A report of the 2007 EMBO Conference Series on Plant Molecular Biology 'From basic genomics to systems biology', Ghent, Belgium, 2-4 May 2007.

The 2007 EMBO Conference on Plant Molecular Biology brought together about 150 plant scientists from 23 different countries in the beautiful town of Ghent in Belgium. This is where, some might say, plant molecular genetics received a major boost, with the work of Marc Van Montagu and Jeff Schell in the 1970s on the Ti plasmid of the plant pathogenic bacterium Agrobacterium tumefaciens. Plant modification with the help of the Ti plasmid of A. tumefaciens is now routine in many laboratories and has helped create genetically modified (GM) crops that are cultivated throughout the world.
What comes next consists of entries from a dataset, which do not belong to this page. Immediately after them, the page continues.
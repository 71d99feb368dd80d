use actix_web::{web, App, HttpResponse, HttpServer, Responder};
use prometheus::{Encoder, Registry, TextEncoder};
use std::sync::Arc;

/// Start the metrics HTTP server
/// Runs on its own actix system; call it from a dedicated thread.
pub async fn start_metrics_server(registry: Arc<Registry>, port: u16) -> std::io::Result<()> {
    tracing::info!("📊 Starting metrics server on http://0.0.0.0:{}/metrics", port);

    HttpServer::new(move || {
        App::new()
            .app_data(web::Data::new(registry.clone()))
            .route("/metrics", web::get().to(metrics_handler))
            .route("/health", web::get().to(health_handler))
    })
    .bind(("0.0.0.0", port))?
    .run()
    .await
}

async fn metrics_handler(registry: web::Data<Arc<Registry>>) -> impl Responder {
    let encoder = TextEncoder::new();
    let metric_families = registry.gather();

    let mut buffer = Vec::new();
    if let Err(e) = encoder.encode(&metric_families, &mut buffer) {
        tracing::error!(error = %e, "Failed to encode metrics");
        return HttpResponse::InternalServerError().finish();
    }

    HttpResponse::Ok()
        .content_type(encoder.format_type())
        .body(buffer)
}

async fn health_handler() -> impl Responder {
    HttpResponse::Ok().json(serde_json::json!({
        "status": "healthy",
        "service": "delivery"
    }))
}

#[cfg(test)]
mod tests {
    use super::*;
    use actix_web::{body::to_bytes, test};

    #[actix_web::test]
    async fn test_metrics_endpoint_renders_registry() {
        let metrics = crate::metrics::Metrics::new().unwrap();
        metrics.orders_created.inc();
        let registry = Arc::new(metrics.registry().clone());

        let app = test::init_service(
            App::new()
                .app_data(web::Data::new(registry))
                .route("/metrics", web::get().to(metrics_handler)),
        )
        .await;

        let response = test::call_service(&app, test::TestRequest::get().uri("/metrics").to_request()).await;
        assert!(response.status().is_success());

        let body = to_bytes(response.into_body()).await.unwrap();
        let text = String::from_utf8(body.to_vec()).unwrap();
        assert!(text.contains("delivery_orders_created_total 1"));
    }

    #[actix_web::test]
    async fn test_health_endpoint() {
        let app = test::init_service(App::new().route("/health", web::get().to(health_handler))).await;

        let body: serde_json::Value =
            test::call_and_read_body_json(&app, test::TestRequest::get().uri("/health").to_request()).await;

        assert_eq!(body["status"], "healthy");
        assert_eq!(body["service"], "delivery");
    }
}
Marc Van Montagu (Institute of Plant Biotechnology for Developing Countries, Ghent, Belgium) opened the conference by reflecting on both the past and the future of plant science. Contemplating that future, he stressed the importance of transgenic plants not only to further our basic knowledge on the function of genes, but also to cope with problems mankind will have to deal with: feeding an ever-increasing population on shrinking areas of arable land; the attrition of fossil fuels such as coal, oil and gas; and global warming. Van Montagu warned that in order to build a more sustainable economy in the future, it will be absolutely necessary for Europe to embrace the use of GM crops, as has already happened in large parts of the world. The strong reaction of consumer-rights groups and environmentalists against the use of GM crops has probably had a larger impact on plant science in Europe than generally recognized, and has been, at least in part, responsible for the drop in the numbers of students choosing plant research over the past few years.
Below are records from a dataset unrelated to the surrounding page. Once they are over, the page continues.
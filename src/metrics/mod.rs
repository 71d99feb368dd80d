// Private module declaration
mod server;

use prometheus::{IntCounter, IntCounterVec, Opts, Registry};

// Re-export for public API
pub use server::start_metrics_server;

// ============================================================================
// Metrics Module - Prometheus metrics for the delivery core
// ============================================================================
//
// Counters for:
// - Order lifecycle (created, assigned, completed)
// - Courier movement steps
// - Dispatch attempts that found no courier
// - Domain event delivery (published, handler failures) per event name
// - Unit-of-work commits that failed
//
// Every unit of work and use case shares one Metrics (Arc). Each instance owns
// its own Registry, so tests can create as many as they like.
// ============================================================================

pub struct Metrics {
    registry: Registry,

    // Order lifecycle
    pub orders_created: IntCounter,
    pub orders_assigned: IntCounter,
    pub orders_completed: IntCounter,

    // Couriers
    pub courier_moves: IntCounter,
    pub dispatch_failures: IntCounter,

    // Domain events
    pub events_published: IntCounterVec,
    pub event_handler_failures: IntCounterVec,

    // Unit of work
    pub commit_failures: IntCounter,
}

impl Metrics {
    pub fn new() -> anyhow::Result<Self> {
        let registry = Registry::new();

        let orders_created = IntCounter::new("delivery_orders_created_total", "Total orders created")?;
        registry.register(Box::new(orders_created.clone()))?;

        let orders_assigned = IntCounter::new(
            "delivery_orders_assigned_total",
            "Total orders assigned to a courier",
        )?;
        registry.register(Box::new(orders_assigned.clone()))?;

        let orders_completed = IntCounter::new(
            "delivery_orders_completed_total",
            "Total orders delivered and completed",
        )?;
        registry.register(Box::new(orders_completed.clone()))?;

        let courier_moves = IntCounter::new(
            "delivery_courier_moves_total",
            "Total courier movement steps",
        )?;
        registry.register(Box::new(courier_moves.clone()))?;

        let dispatch_failures = IntCounter::new(
            "delivery_dispatch_failures_total",
            "Dispatch attempts that could not assign the order",
        )?;
        registry.register(Box::new(dispatch_failures.clone()))?;

        let events_published = IntCounterVec::new(
            Opts::new("delivery_events_published_total", "Domain events delivered to all handlers"),
            &["event_name"],
        )?;
        registry.register(Box::new(events_published.clone()))?;

        let event_handler_failures = IntCounterVec::new(
            Opts::new(
                "delivery_event_handler_failures_total",
                "Domain events whose delivery stopped at a failing handler",
            ),
            &["event_name"],
        )?;
        registry.register(Box::new(event_handler_failures.clone()))?;

        let commit_failures = IntCounter::new(
            "delivery_commit_failures_total",
            "Unit of work commits rejected by storage",
        )?;
        registry.register(Box::new(commit_failures.clone()))?;

        Ok(Self {
            registry,
            orders_created,
            orders_assigned,
            orders_completed,
            courier_moves,
            dispatch_failures,
            events_published,
            event_handler_failures,
            commit_failures,
        })
    }

    /// Get the Prometheus registry for exposing metrics via HTTP
    pub fn registry(&self) -> &Registry {
        &self.registry
    }

    /// Helper to record the outcome of delivering one domain event
    pub fn record_event_delivery(&self, event_name: &str, success: bool) {
        if success {
            self.events_published.with_label_values(&[event_name]).inc();
        } else {
            self.event_handler_failures.with_label_values(&[event_name]).inc();
        }
    }
}

#[cfg(test)]
mod tests {
    use super::*;

    #[test]
    fn test_metrics_creation() {
        let metrics = Metrics::new().unwrap();
        metrics.orders_created.inc();
        assert!(!metrics.registry.gather().is_empty());
    }

    #[test]
    fn test_independent_registries() {
        let first = Metrics::new().unwrap();
        let second = Metrics::new().unwrap();

        first.orders_assigned.inc();

        assert_eq!(first.orders_assigned.get(), 1);
        assert_eq!(second.orders_assigned.get(), 0);
    }

    #[test]
    fn test_record_event_delivery() {
        let metrics = Metrics::new().unwrap();
        metrics.record_event_delivery("order.status.changed", true);
        metrics.record_event_delivery("order.status.changed", true);
        metrics.record_event_delivery("order.status.changed", false);

        let gathered = metrics.registry.gather();
        let published = gathered
            .iter()
            .find(|m| m.name() == "delivery_events_published_total")
            .unwrap();
        assert_eq!(published.metric[0].counter.value, Some(2.0));
        assert_eq!(
            metrics
                .event_handler_failures
                .with_label_values(&["order.status.changed"])
                .get(),
            1
        );
    }
}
Fortunately, the tide seems to have turned, and plant science is becoming more attractive again, on the one hand because GM plants have been used for almost 15 years without any major health hazards being reported, and on the other hand through the growing awareness that plants might indeed hold the key to some of the most threatening problems of our time, namely energy consumption and global warming. However, here too, Europe will need to get its act together rather quickly in order not to be completely outcompeted by countries such as China or the United States, where there are already large initiatives in biofuel production.

On the positive side, much of the research presented at this meeting provided new insights that are badly needed to build a more sustainable world using plants as valuable resources. A few of the highlights are presented here.

To divide or not to divide

Although plant cell division, proliferation and cell fate are studied intensively, many questions remain. Dirk Inzé (Ghent University, Belgium) reviewed the process of endoreduplication, whereby cells undergo repeated rounds of DNA replication without mitosis and cytokinesis. Although the physiological role of endoreduplication in plants is debated, it seems to be involved in cell growth. Plants that have certain genes (for example, CCS52A) over-expressed and display endoreduplication often have a more rapid life cycle and improved stress tolerance than plants not displaying endoreduplication. Inzé reviewed the importance of the protein CCS52A2 as a key regulator of endoreduplication cycles in plants. CCS52A2 is part of the Arabidopsis anaphase-promoting complex (APC), and its gene is a target for the E2F/DP-like transcriptional repressor DEL1. Over-expression of CCS52A2 causes excessive endoreduplication, while knock-outs have the opposite effect. Recent work by Inzé suggests that CCS52A2-activated APC not only promotes endoreduplication by causing the degradation of proteins essential for progression through mitosis, but that it also promotes continuing DNA replication by causing the degradation of an inhibitor of cell-cycle progression into S phase.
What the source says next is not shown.